---------- EXTRACTED DATA ----------

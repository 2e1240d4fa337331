//! CLI argument definitions for config-migrator.
//!
//! Uses clap derive macros to define the command structure and arguments.

use clap::{Parser, Subcommand};
use std::path::PathBuf;

/// config-migrator: carry customizations across template versions.
///
/// Given a customized (golden) configuration, the template version it was
/// made from and a new template version, produce a configuration for the
/// new version that keeps every customization it can and logs the rest.
#[derive(Parser, Debug)]
#[command(name = "config-migrator")]
#[command(author, version, about, long_about = None)]
#[command(propagate_version = true)]
pub struct Cli {
    #[command(subcommand)]
    pub command: Command,
}

#[derive(Subcommand, Debug)]
pub enum Command {
    /// Migrate a golden configuration to a new template version.
    Migrate(MigrateArgs),

    /// Show what changed between two template versions.
    Diff(DiffArgs),

    /// Search the new template for the new home of orphaned customizations.
    Discover(DiscoverArgs),

    /// Find values duplicated at old and new paths in a merged configuration.
    Detect(DetectArgs),
}

/// Arguments for the `migrate` command.
#[derive(Parser, Debug)]
pub struct MigrateArgs {
    /// Customized configuration built from the old template.
    #[arg(long)]
    pub golden: PathBuf,

    /// Template version the golden configuration was made from.
    #[arg(long)]
    pub template: PathBuf,

    /// Template version to migrate to.
    #[arg(long)]
    pub new_template: PathBuf,

    /// Where to write the migrated configuration.
    #[arg(long)]
    pub output: PathBuf,

    /// Where to write the conflict log.
    #[arg(long)]
    pub log: PathBuf,

    /// JSON file mapping old paths to new paths.
    #[arg(long)]
    pub map: Option<PathBuf>,

    /// Conflict log format.
    #[arg(long, default_value = "json", value_parser = ["json", "csv"])]
    pub format: String,

    /// Only write log entries with this action (e.g. deleted, structural-mismatch).
    #[arg(long)]
    pub log_action: Option<String>,

    /// Only write log entries that need manual review.
    #[arg(long)]
    pub log_review_only: bool,

    /// Only write log entries whose path contains this text.
    #[arg(long)]
    pub log_path_contains: Option<String>,

    /// Run the migration and write the log, but not the configuration.
    #[arg(long)]
    pub dry_run: bool,

    /// Skip candidate discovery for orphaned customizations.
    #[arg(long)]
    pub no_discovery: bool,

    /// Write the discovery report to this file.
    #[arg(long)]
    pub discovery_report: Option<PathBuf>,

    /// Format of the discovery report.
    #[arg(long, default_value = "json", value_parser = ["json", "text"])]
    pub report_format: String,

    /// Also apply discovered renames that are only suggested for review.
    #[arg(long)]
    pub include_review_renames: bool,

    /// Skip transformation detection after the merge.
    #[arg(long)]
    pub no_transform: bool,

    /// Write the transformation report (JSON) to this file.
    #[arg(long)]
    pub transform_report: Option<PathBuf>,

    /// YAML settings file overriding thresholds and weights.
    #[arg(long)]
    pub settings: Option<PathBuf>,

    /// Enable debug logging.
    #[arg(long, short)]
    pub verbose: bool,
}

/// Arguments for the `diff` command.
#[derive(Parser, Debug)]
pub struct DiffArgs {
    /// Old template version.
    #[arg(long)]
    pub template: PathBuf,

    /// New template version.
    #[arg(long)]
    pub new_template: PathBuf,

    /// Print the changes as JSON.
    #[arg(long)]
    pub json: bool,
}

/// Arguments for the `discover` command.
#[derive(Parser, Debug)]
pub struct DiscoverArgs {
    #[arg(long)]
    pub golden: PathBuf,

    #[arg(long)]
    pub template: PathBuf,

    #[arg(long)]
    pub new_template: PathBuf,

    /// JSON rename map applied before discovery.
    #[arg(long)]
    pub map: Option<PathBuf>,

    /// Report format.
    #[arg(long, default_value = "text", value_parser = ["json", "text"])]
    pub format: String,

    /// Write the report to this file instead of stdout.
    #[arg(long)]
    pub output: Option<PathBuf>,

    #[arg(long)]
    pub settings: Option<PathBuf>,
}

/// Arguments for the `detect` command.
#[derive(Parser, Debug)]
pub struct DetectArgs {
    /// Merged configuration to inspect.
    #[arg(long)]
    pub merged: PathBuf,

    /// Template the merged configuration targets.
    #[arg(long)]
    pub reference: PathBuf,

    /// Apply Move records and write the result to --output.
    #[arg(long, requires = "output")]
    pub apply: bool,

    #[arg(long)]
    pub output: Option<PathBuf>,

    /// Print the report as JSON.
    #[arg(long)]
    pub json: bool,

    #[arg(long)]
    pub settings: Option<PathBuf>,
}

impl Cli {
    /// Parse command line arguments.
    pub fn parse_args() -> Self {
        Cli::parse()
    }

    /// Whether debug logging was requested.
    pub fn verbose(&self) -> bool {
        matches!(&self.command, Command::Migrate(args) if args.verbose)
    }
}
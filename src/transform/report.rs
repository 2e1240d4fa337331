//! Transformation report.

use super::types::{AppliedTransformations, TransformationRecord};
use crate::error::{MigrateError, Result};
use crate::tree::TreePath;
use serde::Serialize;
use serde_json::Value;
use std::fmt;

/// Detected records, plus what happened when they were applied.
#[derive(Debug, Clone, PartialEq, Serialize)]
pub struct TransformationReport {
    pub transformations: Vec<TransformationRecord>,
    #[serde(skip_serializing_if = "Option::is_none")]
    pub applied: Option<AppliedSummary>,
}

#[derive(Debug, Clone, PartialEq, Serialize)]
pub struct AppliedSummary {
    pub applied: Vec<TreePath>,
    pub deferred: Vec<TreePath>,
    pub skipped: Vec<TreePath>,
}

impl TransformationReport {
    pub fn new(transformations: Vec<TransformationRecord>) -> Self {
        Self {
            transformations,
            applied: None,
        }
    }

    pub fn with_applied(mut self, result: &AppliedTransformations) -> Self {
        self.applied = Some(AppliedSummary {
            applied: result.applied.clone(),
            deferred: result.deferred.clone(),
            skipped: result.skipped.clone(),
        });
        self
    }

    pub fn to_json(&self) -> Result<String> {
        serde_json::to_string_pretty(self).map_err(|e| {
            MigrateError::Output(format!("cannot serialize transformation report: {}", e))
        })
    }
}

fn shown(value: &Value) -> String {
    match value {
        Value::String(s) => s.clone(),
        other => other.to_string(),
    }
}

impl fmt::Display for TransformationReport {
    fn fmt(&self, f: &mut fmt::Formatter<'_>) -> fmt::Result {
        if self.transformations.is_empty() {
            writeln!(f, "No path transformations detected.")?;
        } else {
            writeln!(
                f,
                "Detected {} potential path transformation(s):",
                self.transformations.len()
            )?;
            writeln!(f)?;
            for (i, t) in self.transformations.iter().enumerate() {
                let suffix = if t.is_object_move() { ".*" } else { "" };
                writeln!(f, "{}. {} → {}{}", i + 1, t.old_path, t.new_path, suffix)?;
                writeln!(f, "   Value: {}", shown(&t.value))?;
                writeln!(f, "   Recommendation: {}", t.recommendation)?;
                writeln!(f, "   Reason: {}", t.reason)?;
                writeln!(f, "   Confidence: {}", t.confidence)?;
                writeln!(f)?;
            }
        }

        if let Some(applied) = &self.applied {
            writeln!(
                f,
                "Applied: {}, deferred: {}, skipped: {}",
                applied.applied.len(),
                applied.deferred.len(),
                applied.skipped.len()
            )?;
            for path in &applied.deferred {
                writeln!(f, "  ! {} removed; copy its fields to the new location by hand", path)?;
            }
        }
        Ok(())
    }
}
//! Post-merge transformation detector.
//!
//! A merge can leave the same setting at two live paths: the customization
//! carried over at its old location and the template's new home for it.
//! The detector indexes every field by name and value, taking a sequence
//! as a single value, compares the duplicates against a reference template,
//! and proposes which path should win. Applying a Move deletes the old path
//! and prunes emptied parents.

mod detector;
mod report;
mod types;


pub use detector::TransformDetector;
pub use report::{AppliedSummary, TransformationReport};
pub use types::{AppliedTransformations, Confidence, Recommendation, TransformationRecord};
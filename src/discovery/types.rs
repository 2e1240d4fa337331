//! Discovery results.

use crate::tree::TreePath;
use serde::Serialize;
use serde_json::Value;
use std::collections::BTreeMap;
use std::fmt;

/// A proposed new home for an orphaned customization.
#[derive(Debug, Clone, PartialEq, Serialize)]
pub struct MigrationCandidate {
    pub new_path: TreePath,
    /// Name of the signal that proposed this path.
    pub signal: &'static str,
    /// Similarity in [0, 1].
    pub score: f64,
    pub evidence: String,
    pub requires_review: bool,
    /// Key renames to apply when the moved value is a mapping.
    #[serde(skip_serializing_if = "Option::is_none")]
    pub field_mapping: Option<BTreeMap<String, String>>,
}

/// How an orphan's path relates to its best candidate's path.
#[derive(Debug, Clone, Copy, PartialEq, Eq, Hash, Serialize)]
#[serde(rename_all = "snake_case")]
pub enum MigrationType {
    /// The new path has more segments.
    PathExpansion,
    /// The new path has fewer segments.
    PathConsolidation,
    /// Same depth, different final segment.
    FieldRename,
    /// Same depth and final segment, different ancestors.
    StructuralRelocation,
    /// Identical paths.
    DirectMapping,
}

impl MigrationType {
    pub fn classify(old: &TreePath, new: &TreePath) -> Self {
        if old.depth() != new.depth() {
            return if new.depth() > old.depth() {
                MigrationType::PathExpansion
            } else {
                MigrationType::PathConsolidation
            };
        }
        if old.last() != new.last() {
            return MigrationType::FieldRename;
        }
        if old != new {
            return MigrationType::StructuralRelocation;
        }
        MigrationType::DirectMapping
    }

    pub fn as_str(self) -> &'static str {
        match self {
            MigrationType::PathExpansion => "path_expansion",
            MigrationType::PathConsolidation => "path_consolidation",
            MigrationType::FieldRename => "field_rename",
            MigrationType::StructuralRelocation => "structural_relocation",
            MigrationType::DirectMapping => "direct_mapping",
        }
    }
}

impl fmt::Display for MigrationType {
    fn fmt(&self, f: &mut fmt::Formatter<'_>) -> fmt::Result {
        f.write_str(self.as_str())
    }
}

/// Confidence band a discovered migration falls into.
#[derive(Debug, Clone, Copy, PartialEq, Eq, Hash, Serialize)]
#[serde(rename_all = "snake_case")]
pub enum DiscoveryTier {
    /// Confident and unflagged: applied without asking.
    AutoApply,
    /// Plausible or flagged: suggested to a human.
    Review,
    /// Reported only, never applied by default.
    LowConfidence,
}

/// Everything discovery found for one orphan.
#[derive(Debug, Clone, PartialEq, Serialize)]
pub struct DiscoveredMigration {
    pub old_path: TreePath,
    pub custom_value: Value,
    /// All candidates, best first, one per target path.
    pub candidates: Vec<MigrationCandidate>,
    pub best_candidate: MigrationCandidate,
    /// Equal to the best candidate's score.
    pub confidence: f64,
    pub migration_type: MigrationType,
    pub tier: DiscoveryTier,
}

impl DiscoveredMigration {
    /// Candidates after the best one.
    pub fn alternatives(&self) -> &[MigrationCandidate] {
        self.candidates.get(1..).unwrap_or_default()
    }
}
//! Structural-position similarity.

use super::{CandidateSignal, Orphan, SearchSpace, SignalError};
use crate::config::{DiscoverySettings, StructuralWeights};
use crate::discovery::similarity::jaccard_of;
use crate::discovery::types::MigrationCandidate;
use crate::tree::TreePath;

/// Scores how close two paths sit in the tree: shared leading segments,
/// similar depth, and overlapping segment names.
#[derive(Debug, Clone)]
pub struct StructuralSignal {
    threshold: f64,
    review_below: f64,
    weights: StructuralWeights,
}

impl StructuralSignal {
    pub const NAME: &'static str = "structural";

    pub fn new(settings: &DiscoverySettings) -> Self {
        Self {
            threshold: settings.structural_threshold,
            review_below: settings.structural_review_below,
            weights: settings.structural_weights,
        }
    }

    /// Weighted structural similarity of two paths, in [0, 1].
    pub fn score(&self, old: &TreePath, new: &TreePath) -> f64 {
        let max_depth = old.depth().max(new.depth());
        if max_depth == 0 {
            return 0.0;
        }
        let max_depth = max_depth as f64;

        let prefix = old.common_prefix_len(new) as f64 / max_depth;
        let depth = 1.0 - old.depth().abs_diff(new.depth()) as f64 / max_depth;
        let keywords = jaccard_of(old.segments(), new.segments());

        prefix * self.weights.prefix + depth * self.weights.depth + keywords * self.weights.keywords
    }
}

impl CandidateSignal for StructuralSignal {
    fn name(&self) -> &'static str {
        Self::NAME
    }

    fn candidates(
        &self,
        orphan: Orphan<'_>,
        space: &SearchSpace<'_>,
    ) -> Result<Vec<MigrationCandidate>, SignalError> {
        let mut out = Vec::new();
        for path in space.paths() {
            let score = self.score(orphan.path, path);
            if score <= self.threshold {
                continue;
            }
            let common: Vec<String> = orphan
                .path
                .common_prefix(path)
                .segments()
                .iter()
                .map(ToString::to_string)
                .collect();
            out.push(MigrationCandidate {
                new_path: path.clone(),
                signal: Self::NAME,
                score,
                evidence: format!(
                    "Structural similarity: {:.2}, Common: {}",
                    score,
                    common.join("/")
                ),
                requires_review: score < self.review_below,
                field_mapping: None,
            });
        }
        Ok(out)
    }
}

----------

◆ YOUR GOAL: Among the lines above, count those containing "shown" and give only that count.

◆ TASK ANSWER: 2